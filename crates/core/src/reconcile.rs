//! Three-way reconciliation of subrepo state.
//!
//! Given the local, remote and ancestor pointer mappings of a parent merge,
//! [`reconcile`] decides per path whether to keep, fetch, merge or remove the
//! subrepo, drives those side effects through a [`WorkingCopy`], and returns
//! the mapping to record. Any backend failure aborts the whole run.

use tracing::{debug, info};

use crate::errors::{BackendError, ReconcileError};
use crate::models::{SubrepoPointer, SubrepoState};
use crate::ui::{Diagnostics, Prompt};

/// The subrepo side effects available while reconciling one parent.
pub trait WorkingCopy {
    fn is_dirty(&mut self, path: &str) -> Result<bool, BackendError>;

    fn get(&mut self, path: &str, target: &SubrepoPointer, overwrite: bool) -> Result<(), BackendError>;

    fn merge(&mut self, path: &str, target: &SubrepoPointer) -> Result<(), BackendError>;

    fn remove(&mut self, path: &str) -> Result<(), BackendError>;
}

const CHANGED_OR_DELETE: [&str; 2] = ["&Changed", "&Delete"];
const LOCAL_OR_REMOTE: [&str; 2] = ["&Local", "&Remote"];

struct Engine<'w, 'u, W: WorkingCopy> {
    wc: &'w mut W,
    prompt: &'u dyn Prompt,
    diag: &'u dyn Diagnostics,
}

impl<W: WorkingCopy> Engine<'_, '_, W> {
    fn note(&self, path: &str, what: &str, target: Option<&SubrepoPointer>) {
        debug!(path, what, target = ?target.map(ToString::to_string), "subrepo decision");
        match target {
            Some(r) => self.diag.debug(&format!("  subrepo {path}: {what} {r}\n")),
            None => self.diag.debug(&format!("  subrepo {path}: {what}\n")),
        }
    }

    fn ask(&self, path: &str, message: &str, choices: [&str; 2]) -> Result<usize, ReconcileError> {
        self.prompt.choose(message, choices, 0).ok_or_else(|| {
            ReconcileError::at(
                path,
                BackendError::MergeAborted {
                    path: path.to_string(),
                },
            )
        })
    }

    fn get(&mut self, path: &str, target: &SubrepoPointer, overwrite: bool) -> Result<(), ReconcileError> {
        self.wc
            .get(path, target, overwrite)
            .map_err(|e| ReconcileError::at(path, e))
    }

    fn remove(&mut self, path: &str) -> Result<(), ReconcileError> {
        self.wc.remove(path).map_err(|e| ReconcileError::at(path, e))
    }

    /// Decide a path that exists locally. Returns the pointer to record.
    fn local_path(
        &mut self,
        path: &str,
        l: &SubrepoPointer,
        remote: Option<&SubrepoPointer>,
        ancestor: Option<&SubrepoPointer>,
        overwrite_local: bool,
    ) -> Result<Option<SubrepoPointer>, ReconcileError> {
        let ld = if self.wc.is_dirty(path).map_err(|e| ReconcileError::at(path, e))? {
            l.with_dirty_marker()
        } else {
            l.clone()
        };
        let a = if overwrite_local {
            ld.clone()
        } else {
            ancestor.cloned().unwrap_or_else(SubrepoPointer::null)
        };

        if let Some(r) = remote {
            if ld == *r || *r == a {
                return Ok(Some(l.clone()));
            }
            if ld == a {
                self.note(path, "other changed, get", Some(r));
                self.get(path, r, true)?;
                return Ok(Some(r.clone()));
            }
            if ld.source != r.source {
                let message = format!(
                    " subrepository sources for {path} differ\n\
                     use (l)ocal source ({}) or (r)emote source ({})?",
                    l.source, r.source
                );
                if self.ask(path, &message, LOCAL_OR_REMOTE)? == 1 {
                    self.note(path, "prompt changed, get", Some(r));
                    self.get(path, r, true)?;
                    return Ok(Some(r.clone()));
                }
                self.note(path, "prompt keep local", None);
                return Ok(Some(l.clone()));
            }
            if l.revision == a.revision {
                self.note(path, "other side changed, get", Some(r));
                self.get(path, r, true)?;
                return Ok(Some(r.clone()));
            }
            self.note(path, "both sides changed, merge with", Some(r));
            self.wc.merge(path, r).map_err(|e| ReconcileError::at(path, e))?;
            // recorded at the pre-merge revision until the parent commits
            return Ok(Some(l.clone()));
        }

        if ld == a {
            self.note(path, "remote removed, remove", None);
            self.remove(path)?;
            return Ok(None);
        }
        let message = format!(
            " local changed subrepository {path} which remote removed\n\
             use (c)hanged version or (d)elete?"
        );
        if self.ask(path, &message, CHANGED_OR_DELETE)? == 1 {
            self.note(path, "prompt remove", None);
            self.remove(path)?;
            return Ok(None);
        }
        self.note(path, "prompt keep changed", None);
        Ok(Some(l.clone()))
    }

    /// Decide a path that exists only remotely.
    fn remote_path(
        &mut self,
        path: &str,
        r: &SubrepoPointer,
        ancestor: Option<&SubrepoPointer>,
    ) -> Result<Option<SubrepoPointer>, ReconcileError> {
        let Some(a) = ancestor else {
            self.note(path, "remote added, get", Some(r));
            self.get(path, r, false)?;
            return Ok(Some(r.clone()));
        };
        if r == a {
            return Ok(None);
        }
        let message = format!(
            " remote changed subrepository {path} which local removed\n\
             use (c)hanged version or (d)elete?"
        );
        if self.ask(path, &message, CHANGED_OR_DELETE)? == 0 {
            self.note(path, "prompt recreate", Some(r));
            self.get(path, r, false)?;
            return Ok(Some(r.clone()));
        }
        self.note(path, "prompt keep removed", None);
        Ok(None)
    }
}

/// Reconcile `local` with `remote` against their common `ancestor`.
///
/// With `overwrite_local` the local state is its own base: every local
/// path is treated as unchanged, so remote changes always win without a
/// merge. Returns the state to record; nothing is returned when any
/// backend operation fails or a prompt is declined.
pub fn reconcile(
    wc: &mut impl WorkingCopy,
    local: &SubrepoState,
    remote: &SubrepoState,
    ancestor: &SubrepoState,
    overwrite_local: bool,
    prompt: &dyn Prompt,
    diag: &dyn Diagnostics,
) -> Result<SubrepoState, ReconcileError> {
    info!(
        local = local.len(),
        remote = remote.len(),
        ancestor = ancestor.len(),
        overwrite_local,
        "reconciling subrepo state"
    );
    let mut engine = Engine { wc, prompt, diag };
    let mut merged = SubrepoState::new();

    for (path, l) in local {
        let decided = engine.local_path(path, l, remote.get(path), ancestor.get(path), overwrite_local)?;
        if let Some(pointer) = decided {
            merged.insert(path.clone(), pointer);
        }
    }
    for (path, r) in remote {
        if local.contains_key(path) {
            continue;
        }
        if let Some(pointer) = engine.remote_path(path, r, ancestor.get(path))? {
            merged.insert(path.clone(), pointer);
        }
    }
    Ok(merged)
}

Required action:
Report the number of lines above containing the word "reconciling", with no other text.

Answer box:
2